Por lo demás, y antes de concluir con esta breve referencia a la manera en que los dos libros abordan la génesis de Weimar, conviene destacar, por lo oportuno de su inclusión en una de ellas, la aportación realizada por el profesor Saralegui a cuenta de la dogmática sobre el poder constituyente construida por Carl Schmitt. En su minucioso estudio, Saralegui (‍2021: 189) se refiere al enfoque existencialista que el pensador alemán defiende respecto del poder constituyente, ello en franca confrontación con el liberalismo, que se comportaría de manera soberana sin poder justificarlo. Para Carl Schmitt, en cambio, el poder constituyente existe y es soberano desde el momento en el que la creación de la Constitución se debe a un acto de voluntad o, en terminología tan propia de él, a un decisionismo que se sitúa, desde un punto de vista normativo, por encima de la razón. Es decir, la democracia lo es porque los ciudadanos han proclamado su voluntad en ese sentido, porque han decidido que así sea, y no porque exista un principio filosófico moral que lo exija (ibid.: 190). Y no cabe duda de que en 1919, el pueblo alemán, a través de la Asamblea Nacional constituyente, decidió darse una constitución democrática.

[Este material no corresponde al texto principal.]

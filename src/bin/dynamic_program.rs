use safe_arith::Variant;

fn main() -> anyhow::Result<()> {
    safe_arith::cli::run(Variant::Dynamic)
}
pub mod arith;
pub mod binding;
pub mod cli;
pub mod config;
pub mod error;
pub mod ffi;
pub mod report;

pub use arith::{ArithmeticResult, MAGIC_NUMBER, add_safe, magic_number, sub_safe};
pub use binding::{SafeArithmetic, Variant};
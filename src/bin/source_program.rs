//! Source-inclusion variant: the arithmetic is compiled from `arith.rs` into
//! this executable instead of being called from the library crate.

#[path = "../arith.rs"]
#[allow(dead_code)]
mod arith;

use safe_arith::{ArithmeticResult, SafeArithmetic, Variant};

struct IncludedSource;

impl From<arith::ArithmeticResult> for ArithmeticResult {
    fn from(res: arith::ArithmeticResult) -> Self {
        Self {
            answer: res.answer,
            invalid: res.invalid,
        }
    }
}

impl SafeArithmetic for IncludedSource {
    fn magic_number(&self) -> i32 {
        arith::magic_number()
    }

    fn add_safe(&self, a: i32, b: i32) -> ArithmeticResult {
        arith::add_safe(a, b).into()
    }

    fn sub_safe(&self, a: i32, b: i32) -> ArithmeticResult {
        arith::sub_safe(a, b).into()
    }
}

fn main() -> anyhow::Result<()> {
    safe_arith::cli::run_with(Variant::Source, |_, _| {
        Ok(Box::new(IncludedSource) as Box<dyn SafeArithmetic>)
    })
}
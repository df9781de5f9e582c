//! Overflow-checked 32-bit signed arithmetic.
//!
//! Results are computed in `i64`, where no `i32` sum or difference can
//! overflow, and then range-checked back into `i32`. Out-of-range results are
//! clamped to the nearest bound and flagged `invalid`.

use serde::{Deserialize, Serialize};

/// Value returned by [`magic_number`].
pub const MAGIC_NUMBER: i32 = 42;

#[derive(Debug, Clone, Copy, PartialEq, Eq, Serialize, Deserialize)]
pub struct ArithmeticResult {
    pub answer: i32,
    pub invalid: bool,
}

impl ArithmeticResult {
    pub fn valid(answer: i32) -> Self {
        Self {
            answer,
            invalid: false,
        }
    }

    /// Narrow a widened result, clamping and flagging it when it does not fit.
    fn from_wide(wide: i64) -> Self {
        match i32::try_from(wide) {
            Ok(answer) => Self::valid(answer),
            Err(_) => Self {
                answer: wide.clamp(i64::from(i32::MIN), i64::from(i32::MAX)) as i32,
                invalid: true,
            },
        }
    }

    /// The answer, or `None` when the operation overflowed.
    pub fn checked(self) -> Option<i32> {
        (!self.invalid).then_some(self.answer)
    }
}

pub fn magic_number() -> i32 {
    MAGIC_NUMBER
}

pub fn add_safe(a: i32, b: i32) -> ArithmeticResult {
    ArithmeticResult::from_wide(i64::from(a) + i64::from(b))
}

pub fn sub_safe(a: i32, b: i32) -> ArithmeticResult {
    ArithmeticResult::from_wide(i64::from(a) - i64::from(b))
}
use safe_arith::Variant;

fn main() -> anyhow::Result<()> {
    safe_arith::cli::run(Variant::Static)
}
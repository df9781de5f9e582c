use crate::error::{Error, Result};
use serde::Deserialize;
use std::path::{Path, PathBuf};

/// Config file looked up when `--config` is not given.
pub const DEFAULT_CONFIG_PATH: &str = "safe-arith.toml";

/// Environment variable naming the shared library to load.
pub const LIBRARY_ENV: &str = "SAFE_ARITH_LIB";

#[derive(Debug, Deserialize, Default)]
pub struct Config {
    #[serde(default)]
    pub library: LibraryConfig,
    #[serde(default)]
    pub output: OutputConfig,
}

/// Where the dynamic variant finds the shared library.
#[derive(Debug, Clone, Deserialize)]
pub struct LibraryConfig {
    /// Explicit path to the shared object. Takes precedence over `SAFE_ARITH_LIB`.
    #[serde(default)]
    pub path: Option<PathBuf>,
    /// Library stem, turned into the platform file name (`lib<name>.so`, `<name>.dll`).
    #[serde(default = "default_library_name")]
    pub name: String,
    /// Directories searched for the platform file name. The executable's own
    /// directory is always searched last.
    #[serde(default)]
    pub search_dirs: Vec<PathBuf>,
}

impl Default for LibraryConfig {
    fn default() -> Self {
        Self {
            path: None,
            name: default_library_name(),
            search_dirs: Vec::new(),
        }
    }
}

#[derive(Debug, Clone, Copy, Default, PartialEq, Eq, Deserialize, clap::ValueEnum)]
#[serde(rename_all = "lowercase")]
pub enum OutputFormat {
    #[default]
    Text,
    Json,
}

#[derive(Debug, Deserialize, Default)]
pub struct OutputConfig {
    #[serde(default)]
    pub format: OutputFormat,
}

// Defaults
fn default_library_name() -> String {
    "safe_arith".into()
}

impl Config {
    pub fn load(path: &Path) -> Result<Self> {
        let content = std::fs::read_to_string(path)
            .map_err(|e| Error::config(format!("Failed to read config {}: {e}", path.display())))?;
        toml::from_str(&content).map_err(|e| Error::config(format!("Failed to parse config: {e}")))
    }

    /// Load `path` if given, otherwise [`DEFAULT_CONFIG_PATH`] when it exists,
    /// otherwise defaults. An explicitly named file must exist.
    pub fn load_or_default(path: Option<&Path>) -> Result<Self> {
        let config = match path {
            Some(path) => Self::load(path)?,
            None => {
                let default = Path::new(DEFAULT_CONFIG_PATH);
                if default.exists() {
                    Self::load(default)?
                } else {
                    tracing::debug!("no {DEFAULT_CONFIG_PATH} found, using defaults");
                    Self::default()
                }
            }
        };
        config.validate()?;
        Ok(config)
    }

    pub fn validate(&self) -> Result<()> {
        if self.library.name.trim().is_empty() {
            return Err(Error::config("library.name must not be empty"));
        }
        if self.library.path.as_ref().is_some_and(|p| p.as_os_str().is_empty()) {
            return Err(Error::config("library.path must not be empty when set"));
        }
        Ok(())
    }
}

Por cierto, a ese existencialismo o voluntarismo se refieren también De Miguel Bárcena y Tajadura Tejada en su análisis sobre la contraposición entre el pensamiento constitucional de Hans Kelsen y el propio Carl Schmitt. Lo hacen, en efecto, recordando como, para el primero, «el fundamento de validez de un ordenamiento jurídico es una norma fundamental presupuesta que estatuye que uno debe comportarse de acuerdo con una Constitución que ha sido efectivamente creada y es eficaz en términos generales. […] el deber ser de la norma, como puede ser el caso de la Constitución, nunca puede provenir del ser, a quien aspira a disciplinar» (‍De Miguel Bárcena y Tajadura Tejada, 2021: 160). Una concepción que, a tenor de lo dicho, se presenta como radicalmente contraria a la defendida por Schmitt, para quien la Constitución «no se apoya en una norma cuya justicia sea fundamento de su validez. Se apoya en una decisión política surgida de un Ser político, acerca del modo y forma del propio Ser» (ibid.: 163).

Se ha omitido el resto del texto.